=== Begin Enclosure ===

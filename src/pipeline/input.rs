//! Input discovery: list convertible files directly inside a directory.
//!
//! ## Why not recurse?
//!
//! Output directories are commonly placed next to (or inside) the input
//! directory. A recursive walk would pick up PDFs or page images written by
//! an earlier run and feed them back in. Only regular files at the top level
//! are considered.
//!
//! Results are sorted by file name so page order in a merged PDF, and the
//! order of log lines, are deterministic across platforms.

use std::io;
use std::path::{Path, PathBuf};
use tracing::debug;

/// Extensions accepted as image inputs (compared case-insensitively).
pub const IMAGE_EXTENSIONS: &[&str] = &["jpg", "jpeg", "png", "webp", "bmp"];

/// Extension accepted as PDF input (compared case-insensitively).
pub const PDF_EXTENSION: &str = "pdf";

/// Images directly inside `dir`, sorted by file name.
pub fn list_images(dir: &Path) -> io::Result<Vec<PathBuf>> {
    list_matching(dir, IMAGE_EXTENSIONS)
}

/// PDFs directly inside `dir`, sorted by file name.
pub fn list_pdfs(dir: &Path) -> io::Result<Vec<PathBuf>> {
    list_matching(dir, &[PDF_EXTENSION])
}

/// `true` when `path` has one of `extensions`, ignoring ASCII case.
pub fn has_extension(path: &Path, extensions: &[&str]) -> bool {
    path.extension()
        .and_then(|e| e.to_str())
        .is_some_and(|ext| extensions.iter().any(|x| ext.eq_ignore_ascii_case(x)))
}

fn list_matching(dir: &Path, extensions: &[&str]) -> io::Result<Vec<PathBuf>> {
    let mut files = Vec::new();
    for entry in std::fs::read_dir(dir)? {
        let path = entry?.path();
        if path.is_file() && has_extension(&path, extensions) {
            files.push(path);
        }
    }
    files.sort_by(|a, b| a.file_name().cmp(&b.file_name()));
    debug!("Found {} matching files in {}", files.len(), dir.display());
    Ok(files)
}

=== End Enclosure ===

Look through the listing and return each line containing the word "compared".

/// Extensions accepted as image inputs (compared case-insensitively).
/// Extension accepted as PDF input (compared case-insensitively).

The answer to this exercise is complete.